Tesco, with its first “just walk out” store where it is possible to buy groceries without having to scan items or visit a till is posing serious competition to Amazon.
Its GetGo store in Holborn, central London, follows a small trial of a similar store at its head office in Welwyn Garden City, which has been selling goods to the retailer’s staff since 2019.
Weight sensors in the shelves work with an artificial intelligence (AI) system that can track an individual’s movement around the store and monitor the items they pick up via cameras, which follow each shopper. The AI system works by building a unique skeleton outline of each person rather than using facial recognition.
To use the store, shoppers must download the Tesco.com app, where they check-in by scanning a QR code generated on their phone. Shoppers, once inside, can pick up the items they want without scanning them. The bill is automatically charged to a shopper’s Tesco account when they leave.

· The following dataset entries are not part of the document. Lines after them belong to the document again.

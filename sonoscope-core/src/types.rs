use crate::error::{Result, SonoscopeError};
use crate::render::colormap::Colormap;
use serde::{Deserialize, Serialize};
use std::sync::Arc;

/// Mono audio as produced by the decode/capture layer.
#[derive(Clone, Debug, PartialEq)]
pub struct AudioSamples {
    samples: Arc<Vec<f32>>,
    sample_rate: u32,
}

impl AudioSamples {
    pub fn new(samples: Vec<f32>, sample_rate: u32) -> Result<Self> {
        if sample_rate == 0 {
            return Err(SonoscopeError::InvalidSampleRate(sample_rate));
        }
        Ok(Self {
            samples: Arc::new(samples),
            sample_rate,
        })
    }

    pub fn samples(&self) -> &[f32] {
        &self.samples
    }

    pub fn sample_rate(&self) -> u32 {
        self.sample_rate
    }

    pub fn len(&self) -> usize {
        self.samples.len()
    }

    pub fn is_empty(&self) -> bool {
        self.samples.is_empty()
    }

    pub fn duration_secs(&self) -> f64 {
        self.samples.len() as f64 / self.sample_rate as f64
    }
}

/// Dense spectrogram matrix, frequency-major:
/// `data[bin * n_time_frames + frame]`.
///
/// Never mutated after construction. Every pre-pass or remap produces a new
/// value so a render pass can hold one stable snapshot.
#[derive(Clone, Debug, PartialEq)]
pub struct Spectrogram {
    data: Vec<f32>,
    n_freq_bins: usize,
    n_time_frames: usize,
    sample_rate: u32,
    n_fft: usize,
    hop_length: usize,
}

impl Spectrogram {
    pub fn new(
        data: Vec<f32>,
        n_freq_bins: usize,
        n_time_frames: usize,
        sample_rate: u32,
        n_fft: usize,
        hop_length: usize,
    ) -> Result<Self> {
        if n_freq_bins == 0 || n_time_frames == 0 {
            return Err(SonoscopeError::InvalidDimensions {
                freq_bins: n_freq_bins,
                time_frames: n_time_frames,
            });
        }
        let expected = n_freq_bins * n_time_frames;
        if data.len() != expected {
            return Err(SonoscopeError::DataLength {
                expected,
                actual: data.len(),
            });
        }
        if sample_rate == 0 {
            return Err(SonoscopeError::InvalidSampleRate(sample_rate));
        }
        if n_fft == 0 || hop_length == 0 {
            return Err(SonoscopeError::InvalidParams(format!(
                "n_fft and hop_length must be positive (n_fft={n_fft}, hop_length={hop_length})"
            )));
        }
        Ok(Self {
            data,
            n_freq_bins,
            n_time_frames,
            sample_rate,
            n_fft,
            hop_length,
        })
    }

    pub fn data(&self) -> &[f32] {
        &self.data
    }

    pub fn n_freq_bins(&self) -> usize {
        self.n_freq_bins
    }

    pub fn n_time_frames(&self) -> usize {
        self.n_time_frames
    }

    pub fn sample_rate(&self) -> u32 {
        self.sample_rate
    }

    pub fn n_fft(&self) -> usize {
        self.n_fft
    }

    pub fn hop_length(&self) -> usize {
        self.hop_length
    }

    /// Value at `(bin, frame)`, or 0.0 for any out-of-range coordinate.
    pub fn value(&self, bin: isize, frame: isize) -> f32 {
        if bin < 0 || frame < 0 {
            return 0.0;
        }
        let (bin, frame) = (bin as usize, frame as usize);
        if bin >= self.n_freq_bins || frame >= self.n_time_frames {
            return 0.0;
        }
        self.data[bin * self.n_time_frames + frame]
    }

    /// Seconds between the first and last frame.
    pub fn duration(&self) -> f64 {
        (self.n_time_frames - 1) as f64 * self.hop_length as f64 / self.sample_rate as f64
    }

    /// Hz per linear bin.
    pub fn frequency_resolution(&self) -> f64 {
        self.sample_rate as f64 / self.n_fft as f64
    }

    pub fn frequency_of(&self, bin: f64) -> f64 {
        bin * self.sample_rate as f64 / self.n_fft as f64
    }

    pub fn time_of(&self, frame: f64) -> f64 {
        frame * self.hop_length as f64 / self.sample_rate as f64
    }

    /// Finite (min, max) over the matrix, `None` when nothing is finite.
    pub fn finite_range(&self) -> Option<(f32, f32)> {
        let mut min = f32::INFINITY;
        let mut max = f32::NEG_INFINITY;
        for &v in self.data.iter().filter(|v| v.is_finite()) {
            min = min.min(v);
            max = max.max(v);
        }
        if min.is_finite() && max.is_finite() {
            Some((min, max))
        } else {
            None
        }
    }
}

#[derive(Clone, Copy, Debug, Default, PartialEq, Eq, Hash, Serialize, Deserialize)]
#[serde(rename_all = "lowercase")]
pub enum WindowKind {
    #[default]
    Hann,
    Hamming,
    Blackman,
}

#[derive(Clone, Copy, Debug, Default, PartialEq, Eq, Serialize, Deserialize)]
#[serde(rename_all = "lowercase")]
pub enum MagnitudeKind {
    #[default]
    Magnitude,
    Power,
}

/// Inputs to one post-processing call.
#[derive(Clone, Debug, PartialEq, Serialize, Deserialize)]
#[serde(rename_all = "camelCase", default)]
pub struct StftParams {
    pub n_fft: usize,
    pub hop_length: usize,
    pub window: WindowKind,
    pub magnitude: MagnitudeKind,
    pub db_min: f32,
    pub db_max: f32,
    /// 0 uses the signal's own maximum as the 0 dB reference.
    pub ref_db: f32,
    /// Width of the clip window below the reference.
    pub top_db: f32,
    /// Band count for a mel remap. Takes priority over `log_frequency`.
    pub mel_bands: Option<usize>,
    pub log_frequency: bool,
    /// Overrides the sample rate of the input for frequency remaps.
    pub sample_rate: Option<u32>,
}

impl Default for StftParams {
    fn default() -> Self {
        Self {
            n_fft: 2048,
            hop_length: 512,
            window: WindowKind::Hann,
            magnitude: MagnitudeKind::Magnitude,
            db_min: -80.0,
            db_max: 0.0,
            ref_db: 0.0,
            top_db: 80.0,
            mel_bands: None,
            log_frequency: false,
            sample_rate: None,
        }
    }
}

impl StftParams {
    pub fn validate(&self) -> Result<()> {
        if self.n_fft == 0 || self.hop_length == 0 {
            return Err(SonoscopeError::InvalidParams(format!(
                "n_fft and hop_length must be positive (n_fft={}, hop_length={})",
                self.n_fft, self.hop_length
            )));
        }
        if !(self.db_min < self.db_max) {
            return Err(SonoscopeError::InvalidParams(format!(
                "db_min ({}) must be below db_max ({})",
                self.db_min, self.db_max
            )));
        }
        if self.top_db < 0.0 || !self.top_db.is_finite() {
            return Err(SonoscopeError::InvalidParams(format!(
                "top_db must be a non-negative finite width, got {}",
                self.top_db
            )));
        }
        if self.mel_bands == Some(0) {
            return Err(SonoscopeError::InvalidParams("mel_bands must be positive".into()));
        }
        Ok(())
    }

    /// Expected linear bin count for this transform size.
    pub fn n_freq_bins(&self) -> usize {
        self.n_fft / 2 + 1
    }
}

/// Display settings for one render pass.
#[derive(Clone, Debug, PartialEq, Serialize, Deserialize)]
#[serde(rename_all = "camelCase", default)]
pub struct RenderOptions {
    pub colormap: Colormap,
    pub brightness: f32,
    pub contrast: f32,
    pub gamma: f32,
    pub show_axes: bool,
    pub show_colorbar: bool,
    pub db_min: f32,
    pub db_max: f32,
    /// Blend weight of the 3x3 blur, 0 disables.
    pub smoothing: f32,
    pub oversample: bool,
    pub time_min: Option<f64>,
    pub time_max: Option<f64>,
    pub freq_min: Option<f64>,
    pub freq_max: Option<f64>,
}

impl Default for RenderOptions {
    fn default() -> Self {
        Self {
            colormap: Colormap::Viridis,
            brightness: 1.0,
            contrast: 1.0,
            gamma: 1.0,
            show_axes: true,
            show_colorbar: true,
            db_min: -80.0,
            db_max: 0.0,
            smoothing: 0.0,
            oversample: false,
            time_min: None,
            time_max: None,
            freq_min: None,
            freq_max: None,
        }
    }
}

#[cfg(test)]
mod tests {
    use super::*;

    fn grid(bins: usize, frames: usize) -> Spectrogram {
        let data = (0..bins * frames).map(|i| i as f32).collect();
        Spectrogram::new(data, bins, frames, 44100, 2048, 512).unwrap()
    }

    #[test]
    fn audio_rejects_zero_sample_rate() {
        assert_eq!(
            AudioSamples::new(vec![0.0; 4], 0),
            Err(SonoscopeError::InvalidSampleRate(0))
        );
        let audio = AudioSamples::new(vec![0.0; 22050], 44100).unwrap();
        assert_eq!(audio.len(), 22050);
        assert!((audio.duration_secs() - 0.5).abs() < 1e-12);
    }

    #[test]
    fn spectrogram_rejects_mismatched_length() {
        let err = Spectrogram::new(vec![0.0; 5], 2, 3, 44100, 2048, 512).unwrap_err();
        assert_eq!(err, SonoscopeError::DataLength { expected: 6, actual: 5 });
        assert!(Spectrogram::new(vec![], 0, 3, 44100, 2048, 512).is_err());
        assert!(Spectrogram::new(vec![], 3, 0, 44100, 2048, 512).is_err());
        for (bins, frames) in [(1, 1), (3, 7), (1025, 87)] {
            let s = grid(bins, frames);
            assert_eq!(s.data().len(), bins * frames);
        }
    }

    #[test]
    fn value_is_frequency_major_and_zero_outside() {
        let s = grid(3, 4);
        assert_eq!(s.value(0, 0), 0.0);
        assert_eq!(s.value(1, 2), 6.0);
        assert_eq!(s.value(2, 3), 11.0);
        assert_eq!(s.value(-1, 0), 0.0);
        assert_eq!(s.value(0, -1), 0.0);
        assert_eq!(s.value(3, 0), 0.0);
        assert_eq!(s.value(0, 4), 0.0);
    }

    #[test]
    fn derived_quantities() {
        let s = grid(1025, 87);
        assert!((s.frequency_resolution() - 21.533203125).abs() < 1e-9);
        assert!((s.duration() - 86.0 * 512.0 / 44100.0).abs() < 1e-12);
        assert!((s.frequency_of(100.0) - 2153.3203125).abs() < 1e-9);
        assert!((s.time_of(10.0) - 5120.0 / 44100.0).abs() < 1e-12);
    }

    #[test]
    fn finite_range_skips_non_finite() {
        let s = Spectrogram::new(vec![f32::NAN, -3.0, 2.0, f32::INFINITY], 2, 2, 8000, 4, 2)
            .unwrap();
        assert_eq!(s.finite_range(), Some((-3.0, 2.0)));
        let empty = Spectrogram::new(vec![f32::NAN; 2], 1, 2, 8000, 4, 2).unwrap();
        assert_eq!(empty.finite_range(), None);
    }

    #[test]
    fn params_wire_names_are_camel_case() {
        let json = serde_json::to_value(StftParams::default()).unwrap();
        assert_eq!(json["nFft"], 2048);
        assert_eq!(json["hopLength"], 512);
        assert_eq!(json["window"], "hann");
        let parsed: StftParams =
            serde_json::from_str(r#"{"nFft":1024,"magnitude":"power","melBands":40}"#).unwrap();
        assert_eq!(parsed.n_fft, 1024);
        assert_eq!(parsed.hop_length, 512);
        assert_eq!(parsed.magnitude, MagnitudeKind::Power);
        assert_eq!(parsed.mel_bands, Some(40));
    }

    #[test]
    fn params_validation() {
        assert!(StftParams::default().validate().is_ok());
        let bad = StftParams { hop_length: 0, ..StftParams::default() };
        assert!(bad.validate().is_err());
        let inverted = StftParams { db_min: 0.0, db_max: -80.0, ..StftParams::default() };
        assert!(inverted.validate().is_err());
    }
}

The shop, with the usual range of goods, from fresh flowers and alcohol to sandwiches, ready meals, and bakery items, looks very similar to any other Tesco Express convenience store. Cigarettes and alcohol are sold in a separate zone where a member of staff, about a dozen of whom, are on duty on any day, is present to check that shoppers meet age restrictions.
The AI technology in the Holborn store, being the first time that has been used by a UK retailer, has been developed in partnership with the specialist technology firm Trigo, led by two scientists who previously worked in the Israel Defence Forces.
Just over six months after Amazon launched its first till-less grocery store in the UK, in Ealing, west London, Tesco GetGo opens. Having six of the Amazon Fresh outlets in the capital, the US retail, and technology group is expected to open at least four more, including one almost opposite Tesco’s Holborn outlet.
Sainsbury’s opened a till-free store nearby in 2019. However, the outlet closed a few months later after shoppers found scanning items with their phones too clunky. Tesco is hoping that its efforts to make it easy to sign up to its grocery app, which already has 6.5 million regular users, will help make its version more popular.
Kevin Tindall, the managing director of Tesco’s convenience store business, said:
“We are constantly looking for ways to improve the shopping experience and our latest innovation offers a seamless checkout for customers on the go, helping them to save a bit more time. This is currently just a one-store trial but we’re looking forward to seeing how our customers respond.”